Exercise data ::
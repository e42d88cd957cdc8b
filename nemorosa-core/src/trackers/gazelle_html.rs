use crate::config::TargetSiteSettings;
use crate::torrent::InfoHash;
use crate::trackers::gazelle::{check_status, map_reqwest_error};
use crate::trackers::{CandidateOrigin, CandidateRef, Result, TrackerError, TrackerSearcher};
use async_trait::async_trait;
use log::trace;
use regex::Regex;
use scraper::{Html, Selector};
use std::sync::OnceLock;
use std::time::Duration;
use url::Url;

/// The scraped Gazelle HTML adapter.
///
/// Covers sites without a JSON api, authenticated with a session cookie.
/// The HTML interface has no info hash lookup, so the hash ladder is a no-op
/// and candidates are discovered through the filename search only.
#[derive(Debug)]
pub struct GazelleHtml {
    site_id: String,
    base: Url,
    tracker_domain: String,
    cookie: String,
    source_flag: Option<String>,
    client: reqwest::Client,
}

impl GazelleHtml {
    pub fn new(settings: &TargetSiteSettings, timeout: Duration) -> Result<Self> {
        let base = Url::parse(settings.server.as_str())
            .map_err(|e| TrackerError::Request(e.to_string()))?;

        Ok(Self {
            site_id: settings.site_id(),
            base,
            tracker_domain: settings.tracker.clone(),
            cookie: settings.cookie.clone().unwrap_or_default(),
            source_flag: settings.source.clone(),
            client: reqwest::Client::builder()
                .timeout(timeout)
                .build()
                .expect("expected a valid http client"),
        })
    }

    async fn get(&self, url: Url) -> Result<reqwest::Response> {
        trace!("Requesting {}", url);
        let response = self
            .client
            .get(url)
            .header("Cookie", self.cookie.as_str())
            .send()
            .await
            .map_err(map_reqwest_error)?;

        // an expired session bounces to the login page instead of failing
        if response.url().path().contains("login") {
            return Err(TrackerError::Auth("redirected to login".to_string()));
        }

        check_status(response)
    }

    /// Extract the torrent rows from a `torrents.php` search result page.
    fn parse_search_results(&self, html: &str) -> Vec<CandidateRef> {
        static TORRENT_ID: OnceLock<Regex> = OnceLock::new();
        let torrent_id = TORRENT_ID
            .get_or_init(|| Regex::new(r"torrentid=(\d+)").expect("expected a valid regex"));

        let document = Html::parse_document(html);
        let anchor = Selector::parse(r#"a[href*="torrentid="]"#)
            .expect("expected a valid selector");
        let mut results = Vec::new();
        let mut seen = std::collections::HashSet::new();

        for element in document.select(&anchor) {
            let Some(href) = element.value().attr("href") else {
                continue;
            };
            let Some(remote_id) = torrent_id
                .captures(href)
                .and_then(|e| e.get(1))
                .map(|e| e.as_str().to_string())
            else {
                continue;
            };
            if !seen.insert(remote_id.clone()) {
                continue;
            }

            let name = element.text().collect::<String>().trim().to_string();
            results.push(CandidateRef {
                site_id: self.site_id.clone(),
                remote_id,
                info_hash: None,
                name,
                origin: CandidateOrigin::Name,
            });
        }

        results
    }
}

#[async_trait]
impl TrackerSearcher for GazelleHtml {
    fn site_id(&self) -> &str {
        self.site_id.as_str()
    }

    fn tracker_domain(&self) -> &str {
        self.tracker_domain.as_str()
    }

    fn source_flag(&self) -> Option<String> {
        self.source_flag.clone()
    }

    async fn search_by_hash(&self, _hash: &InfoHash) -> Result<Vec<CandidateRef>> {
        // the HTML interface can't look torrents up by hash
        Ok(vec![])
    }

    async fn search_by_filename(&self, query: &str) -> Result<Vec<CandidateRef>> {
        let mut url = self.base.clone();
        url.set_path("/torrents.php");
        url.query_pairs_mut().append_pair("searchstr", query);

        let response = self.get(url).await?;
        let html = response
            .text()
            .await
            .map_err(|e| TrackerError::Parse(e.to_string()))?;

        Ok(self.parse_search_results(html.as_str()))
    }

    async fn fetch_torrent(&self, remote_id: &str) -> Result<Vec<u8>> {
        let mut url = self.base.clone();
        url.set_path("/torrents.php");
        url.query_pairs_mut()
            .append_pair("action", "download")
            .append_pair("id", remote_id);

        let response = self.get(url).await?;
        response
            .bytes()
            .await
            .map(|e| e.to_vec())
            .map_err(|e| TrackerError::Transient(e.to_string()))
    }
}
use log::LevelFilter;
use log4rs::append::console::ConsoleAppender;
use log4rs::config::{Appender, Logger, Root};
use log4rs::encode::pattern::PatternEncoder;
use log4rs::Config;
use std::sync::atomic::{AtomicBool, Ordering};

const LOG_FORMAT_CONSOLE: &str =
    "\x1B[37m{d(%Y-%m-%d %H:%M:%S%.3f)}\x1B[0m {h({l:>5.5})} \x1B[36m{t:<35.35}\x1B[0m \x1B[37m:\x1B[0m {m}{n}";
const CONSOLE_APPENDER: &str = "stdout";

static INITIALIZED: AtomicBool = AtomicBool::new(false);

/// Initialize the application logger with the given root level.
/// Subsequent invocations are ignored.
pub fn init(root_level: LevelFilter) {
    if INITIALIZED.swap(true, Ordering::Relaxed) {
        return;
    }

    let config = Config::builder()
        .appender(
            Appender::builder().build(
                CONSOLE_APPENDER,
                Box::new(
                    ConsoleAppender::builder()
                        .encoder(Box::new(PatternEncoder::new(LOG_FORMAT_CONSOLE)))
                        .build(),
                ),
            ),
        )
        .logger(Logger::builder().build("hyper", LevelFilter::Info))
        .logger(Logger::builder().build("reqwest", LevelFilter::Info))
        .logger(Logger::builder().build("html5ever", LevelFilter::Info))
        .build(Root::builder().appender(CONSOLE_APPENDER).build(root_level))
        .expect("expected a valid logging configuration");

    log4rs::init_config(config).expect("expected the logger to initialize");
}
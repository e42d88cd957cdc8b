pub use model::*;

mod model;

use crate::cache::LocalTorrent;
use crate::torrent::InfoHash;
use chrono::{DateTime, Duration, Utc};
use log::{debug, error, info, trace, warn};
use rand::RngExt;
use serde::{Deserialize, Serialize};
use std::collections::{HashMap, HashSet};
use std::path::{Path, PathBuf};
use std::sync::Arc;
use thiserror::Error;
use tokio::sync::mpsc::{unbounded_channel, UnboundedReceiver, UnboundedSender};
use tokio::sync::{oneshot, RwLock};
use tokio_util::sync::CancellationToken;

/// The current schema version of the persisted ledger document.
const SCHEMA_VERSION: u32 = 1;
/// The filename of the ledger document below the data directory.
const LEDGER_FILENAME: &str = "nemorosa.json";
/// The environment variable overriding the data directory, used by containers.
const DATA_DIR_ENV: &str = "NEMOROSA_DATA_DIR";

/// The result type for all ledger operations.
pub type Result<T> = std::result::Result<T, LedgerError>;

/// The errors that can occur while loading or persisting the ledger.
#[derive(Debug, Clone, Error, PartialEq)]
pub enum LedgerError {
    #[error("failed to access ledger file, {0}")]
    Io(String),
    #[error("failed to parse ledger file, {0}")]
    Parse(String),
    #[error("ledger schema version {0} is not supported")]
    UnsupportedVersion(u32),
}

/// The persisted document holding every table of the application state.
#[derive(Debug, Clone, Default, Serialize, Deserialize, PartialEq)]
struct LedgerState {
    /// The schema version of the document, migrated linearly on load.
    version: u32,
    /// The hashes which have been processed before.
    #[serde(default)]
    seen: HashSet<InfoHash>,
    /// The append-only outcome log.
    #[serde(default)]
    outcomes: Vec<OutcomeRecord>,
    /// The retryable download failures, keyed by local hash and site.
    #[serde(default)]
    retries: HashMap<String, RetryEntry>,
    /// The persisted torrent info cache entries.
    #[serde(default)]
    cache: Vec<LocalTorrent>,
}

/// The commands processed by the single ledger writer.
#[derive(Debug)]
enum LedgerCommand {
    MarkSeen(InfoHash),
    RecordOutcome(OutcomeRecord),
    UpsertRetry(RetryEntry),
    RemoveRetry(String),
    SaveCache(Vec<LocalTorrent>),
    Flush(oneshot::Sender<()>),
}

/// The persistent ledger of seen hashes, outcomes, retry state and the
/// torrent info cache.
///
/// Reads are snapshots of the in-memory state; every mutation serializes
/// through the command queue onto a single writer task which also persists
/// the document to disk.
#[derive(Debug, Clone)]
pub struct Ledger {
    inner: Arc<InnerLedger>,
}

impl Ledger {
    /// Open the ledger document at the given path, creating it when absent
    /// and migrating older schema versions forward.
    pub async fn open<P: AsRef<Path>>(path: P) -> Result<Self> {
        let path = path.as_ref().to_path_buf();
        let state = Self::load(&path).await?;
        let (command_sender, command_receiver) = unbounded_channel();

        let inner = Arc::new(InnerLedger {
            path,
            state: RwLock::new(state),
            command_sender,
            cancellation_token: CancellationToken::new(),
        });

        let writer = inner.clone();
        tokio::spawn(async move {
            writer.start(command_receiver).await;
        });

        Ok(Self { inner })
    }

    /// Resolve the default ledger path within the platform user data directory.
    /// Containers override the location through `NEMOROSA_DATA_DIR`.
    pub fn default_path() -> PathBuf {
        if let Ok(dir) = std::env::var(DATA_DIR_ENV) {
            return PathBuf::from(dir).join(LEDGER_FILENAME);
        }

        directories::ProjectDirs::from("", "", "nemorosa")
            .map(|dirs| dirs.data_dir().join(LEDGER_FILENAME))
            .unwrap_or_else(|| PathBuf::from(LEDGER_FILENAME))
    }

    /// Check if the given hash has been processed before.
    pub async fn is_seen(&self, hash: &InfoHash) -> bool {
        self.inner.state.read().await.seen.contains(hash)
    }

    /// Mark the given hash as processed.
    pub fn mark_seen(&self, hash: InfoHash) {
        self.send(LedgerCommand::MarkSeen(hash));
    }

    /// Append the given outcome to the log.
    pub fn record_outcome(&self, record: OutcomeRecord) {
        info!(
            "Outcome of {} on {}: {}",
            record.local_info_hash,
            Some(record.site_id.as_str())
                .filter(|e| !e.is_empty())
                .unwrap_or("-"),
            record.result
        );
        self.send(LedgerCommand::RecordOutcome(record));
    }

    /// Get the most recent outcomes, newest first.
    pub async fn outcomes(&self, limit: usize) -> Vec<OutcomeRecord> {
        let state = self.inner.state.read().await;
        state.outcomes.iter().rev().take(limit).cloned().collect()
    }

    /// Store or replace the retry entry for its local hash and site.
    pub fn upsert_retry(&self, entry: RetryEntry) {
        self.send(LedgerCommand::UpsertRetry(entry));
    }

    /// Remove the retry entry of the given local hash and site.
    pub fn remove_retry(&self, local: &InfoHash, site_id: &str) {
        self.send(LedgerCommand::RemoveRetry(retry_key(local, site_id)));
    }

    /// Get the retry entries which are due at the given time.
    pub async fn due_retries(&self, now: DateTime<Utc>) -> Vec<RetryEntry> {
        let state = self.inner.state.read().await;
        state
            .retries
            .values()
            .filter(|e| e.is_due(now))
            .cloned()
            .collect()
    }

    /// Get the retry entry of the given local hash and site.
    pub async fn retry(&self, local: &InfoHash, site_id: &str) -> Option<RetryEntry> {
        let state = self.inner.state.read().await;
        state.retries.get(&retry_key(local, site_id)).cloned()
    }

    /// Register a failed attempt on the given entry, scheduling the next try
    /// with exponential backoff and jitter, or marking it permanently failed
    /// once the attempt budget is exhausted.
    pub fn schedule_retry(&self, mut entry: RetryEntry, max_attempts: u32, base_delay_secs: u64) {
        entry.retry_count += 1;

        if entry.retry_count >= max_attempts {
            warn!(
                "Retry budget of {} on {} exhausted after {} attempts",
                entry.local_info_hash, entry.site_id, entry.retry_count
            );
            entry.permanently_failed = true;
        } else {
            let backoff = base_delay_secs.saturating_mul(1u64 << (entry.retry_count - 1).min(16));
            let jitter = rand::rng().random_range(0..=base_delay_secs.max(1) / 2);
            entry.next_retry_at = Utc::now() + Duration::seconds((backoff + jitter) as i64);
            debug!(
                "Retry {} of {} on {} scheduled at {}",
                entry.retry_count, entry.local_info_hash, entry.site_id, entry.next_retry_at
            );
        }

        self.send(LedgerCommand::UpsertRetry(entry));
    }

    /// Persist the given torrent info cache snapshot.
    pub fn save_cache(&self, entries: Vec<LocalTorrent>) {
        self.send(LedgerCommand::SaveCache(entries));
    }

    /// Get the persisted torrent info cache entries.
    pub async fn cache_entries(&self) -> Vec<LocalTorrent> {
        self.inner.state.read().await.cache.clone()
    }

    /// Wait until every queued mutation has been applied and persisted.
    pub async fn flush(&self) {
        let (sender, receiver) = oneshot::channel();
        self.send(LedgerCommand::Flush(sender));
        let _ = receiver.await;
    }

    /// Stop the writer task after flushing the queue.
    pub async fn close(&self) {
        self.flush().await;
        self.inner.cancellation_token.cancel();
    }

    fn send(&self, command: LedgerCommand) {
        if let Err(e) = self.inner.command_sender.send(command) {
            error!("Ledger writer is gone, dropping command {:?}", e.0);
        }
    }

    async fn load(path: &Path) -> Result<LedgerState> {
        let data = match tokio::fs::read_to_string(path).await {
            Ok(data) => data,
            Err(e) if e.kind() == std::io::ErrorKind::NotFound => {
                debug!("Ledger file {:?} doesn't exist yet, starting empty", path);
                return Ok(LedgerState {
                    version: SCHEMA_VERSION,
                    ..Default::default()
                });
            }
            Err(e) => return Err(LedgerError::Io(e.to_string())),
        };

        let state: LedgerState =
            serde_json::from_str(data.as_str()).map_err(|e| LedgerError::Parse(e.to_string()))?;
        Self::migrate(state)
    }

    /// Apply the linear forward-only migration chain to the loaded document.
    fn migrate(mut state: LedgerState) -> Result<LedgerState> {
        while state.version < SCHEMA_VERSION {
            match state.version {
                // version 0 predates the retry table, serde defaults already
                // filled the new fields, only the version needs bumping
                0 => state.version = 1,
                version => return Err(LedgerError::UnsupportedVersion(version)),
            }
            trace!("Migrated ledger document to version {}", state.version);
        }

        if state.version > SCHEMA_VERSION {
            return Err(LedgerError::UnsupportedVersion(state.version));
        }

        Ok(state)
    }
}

Activity :: Word for word, restate the lines of the listing above starting at the line with "use crate::cache::LocalTorrent;" and ending at the line with "pub enum LedgerError", and nothing outside them.

Output ::
use crate::cache::LocalTorrent;
use crate::torrent::InfoHash;
use chrono::{DateTime, Duration, Utc};
use log::{debug, error, info, trace, warn};
use rand::RngExt;
use serde::{Deserialize, Serialize};
use std::collections::{HashMap, HashSet};
use std::path::{Path, PathBuf};
use std::sync::Arc;
use thiserror::Error;
use tokio::sync::mpsc::{unbounded_channel, UnboundedReceiver, UnboundedSender};
use tokio::sync::{oneshot, RwLock};
use tokio_util::sync::CancellationToken;

/// The current schema version of the persisted ledger document.
const SCHEMA_VERSION: u32 = 1;
/// The filename of the ledger document below the data directory.
const LEDGER_FILENAME: &str = "nemorosa.json";
/// The environment variable overriding the data directory, used by containers.
const DATA_DIR_ENV: &str = "NEMOROSA_DATA_DIR";

/// The result type for all ledger operations.
pub type Result<T> = std::result::Result<T, LedgerError>;

/// The errors that can occur while loading or persisting the ledger.
#[derive(Debug, Clone, Error, PartialEq)]
pub enum LedgerError {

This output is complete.